The intermediate transfers 2 electrons and a proton to NAD⁺, yielding NADH and a thioester.
NADH leaves and is replaced by NAD⁺.
The thioester is cleaved by a phosphate ion, again by nucleophilic attack.
The product (1,3-bisphosphoglycerate) leaves, and the enzyme is restored to its original state.

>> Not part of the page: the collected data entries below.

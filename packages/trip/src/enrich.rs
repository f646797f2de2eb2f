//! Trip enrichment and filtering.
//!
//! Attributes both endpoints of each trip to a region and yields only the
//! trips whose origin and destination both resolved. The transformation is
//! lazy and preserves input order.

use serde::Serialize;
use taxi_dest_spatial::RegionIndex;
use taxi_dest_trip_models::{EnrichedTrip, TripRecord};

/// Counters describing how many trips survived attribution.
#[derive(Debug, Clone, Copy, Default, PartialEq, Eq, Serialize)]
#[serde(rename_all = "camelCase")]
pub struct EnrichmentStats {
    /// Trips consumed from the input.
    pub seen: u64,
    /// Trips with both endpoints attributed.
    pub kept: u64,
    /// Trips whose pick-up point fell outside every region.
    pub origin_misses: u64,
    /// Trips whose drop-off point fell outside every region.
    pub destination_misses: u64,
}

impl EnrichmentStats {
    /// Trips dropped because at least one endpoint was unattributed.
    #[must_use]
    pub const fn dropped(&self) -> u64 {
        self.seen - self.kept
    }
}

/// Lazy iterator returned by [`enrich`].
pub struct Enrich<'a, I> {
    records: I,
    index: &'a RegionIndex,
    stats: EnrichmentStats,
}

impl<I> Enrich<'_, I> {
    /// Counters for the trips consumed so far.
    #[must_use]
    pub const fn stats(&self) -> EnrichmentStats {
        self.stats
    }
}

impl<'a, I> Iterator for Enrich<'a, I>
where
    I: Iterator<Item = TripRecord>,
{
    type Item = EnrichedTrip<'a>;

    fn next(&mut self) -> Option<Self::Item> {
        let index = self.index;

        for trip in self.records.by_ref() {
            self.stats.seen += 1;

            let origin = index.attribute(trip.origin).labels();
            let destination = index.attribute(trip.destination).labels();

            if let (Some(origin), Some(destination)) = (origin, destination) {
                self.stats.kept += 1;
                return Some(EnrichedTrip {
                    trip,
                    origin,
                    destination,
                });
            }

            if origin.is_none() {
                self.stats.origin_misses += 1;
            }
            if destination.is_none() {
                self.stats.destination_misses += 1;
            }
        }
        None
    }
}

/// Attributes both endpoints of every trip, dropping trips with an
/// unattributed endpoint.
pub fn enrich<I>(records: I, index: &RegionIndex) -> Enrich<'_, I::IntoIter>
where
    I: IntoIterator<Item = TripRecord>,
{
    Enrich {
        records: records.into_iter(),
        index,
        stats: EnrichmentStats::default(),
    }
}

#[cfg(test)]
mod tests {
    use geo::{LineString, MultiPolygon, Polygon};
    use taxi_dest_spatial::Region;
    use taxi_dest_trip_models::Coordinate;

    use super::*;

    fn square(x: f64, y: f64) -> MultiPolygon<f64> {
        MultiPolygon(vec![Polygon::new(
            LineString::from(vec![
                (x, y),
                (x + 1.0, y),
                (x + 1.0, y + 1.0),
                (x, y + 1.0),
                (x, y),
            ]),
            vec![],
        )])
    }

    fn index() -> RegionIndex {
        RegionIndex::build(vec![
            Region::new("Midtown", "Manhattan", square(0.0, 0.0)),
            Region::new("Astoria", "Queens", square(2.0, 0.0)),
        ])
    }

    fn trip(from: (f64, f64), to: (f64, f64), weight: f64) -> TripRecord {
        TripRecord::new(
            Coordinate::new(from.0, from.1),
            Coordinate::new(to.0, to.1),
            weight,
        )
    }

    #[test]
    fn keeps_trips_with_both_endpoints_attributed() {
        let index = index();
        let trips = vec![
            trip((0.5, 0.5), (2.5, 0.5), 1.0),
            trip((9.0, 9.0), (2.5, 0.5), 2.0),
            trip((2.5, 0.5), (0.5, 0.5), 3.0),
            trip((0.5, 0.5), (9.0, 9.0), 4.0),
            trip((9.0, 9.0), (9.0, 9.0), 5.0),
        ];

        let mut enriched = enrich(trips, &index);
        let kept: Vec<EnrichedTrip<'_>> = enriched.by_ref().collect();

        let weights: Vec<f64> = kept.iter().map(EnrichedTrip::weight).collect();
        assert_eq!(weights, vec![1.0, 3.0], "input order must be preserved");
        assert_eq!(kept[0].origin.fine, "Midtown");
        assert_eq!(kept[0].destination.coarse, "Queens");
        assert_eq!(kept[1].origin.fine, "Astoria");

        let stats = enriched.stats();
        assert_eq!(stats.seen, 5);
        assert_eq!(stats.kept, 2);
        assert_eq!(stats.dropped(), 3);
        assert_eq!(stats.origin_misses, 2);
        assert_eq!(stats.destination_misses, 2);
    }

    #[test]
    fn enrichment_is_lazy() {
        let index = index();
        let trips = vec![
            trip((0.5, 0.5), (2.5, 0.5), 1.0),
            trip((0.5, 0.5), (2.5, 0.5), 2.0),
        ];

        let mut enriched = enrich(trips, &index);
        assert_eq!(enriched.stats().seen, 0);
        assert!(enriched.next().is_some());
        assert_eq!(enriched.stats().seen, 1);
    }

    #[test]
    fn empty_input_yields_nothing() {
        let index = index();
        let mut enriched = enrich(Vec::<TripRecord>::new(), &index);
        assert!(enriched.next().is_none());
        assert_eq!(enriched.stats(), EnrichmentStats::default());
    }
}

The redox cosubstrate used by glyceraldehyde-3-phosphate dehydrogenase, nicotinamide adenine dinucleotide (NAD⁺), is the major acceptor of hydrogen abstracted from substrates throughout glycolysis and the citric acid cycle. Its structure and its reduction by hydrogen are shown in Figure 3.4.3-2. As you can see, all the action occurs at the nicotinamide moiety. The adenosine part is completely out of the picture, as far as the redox chemistry is concerned. Why, then, is it there at all? One answer is that it serves as a 'tag', an identifier that enables the coenzyme to interact with a defined set of enzymes. There is a second, very similar coenzyme, NADP⁺, which performs the same redox chemistry but has a different tag with an extra phosphate group (Figure 3.4.3-2a) and is used by a different set of enzymes. The reasons for this are discussed in a later chapter (see section 9.2).¹

1: However, it is interesting to note that, as in many other cosubstrates, the tag consists of a nucleotide instead of a peptide. This likely hearkens back to the RNA world—cosubstrates or coenzymes can't evolve as easily as enzymes, since they interact with many different enzymes and are therefore subject to a large number of constraints.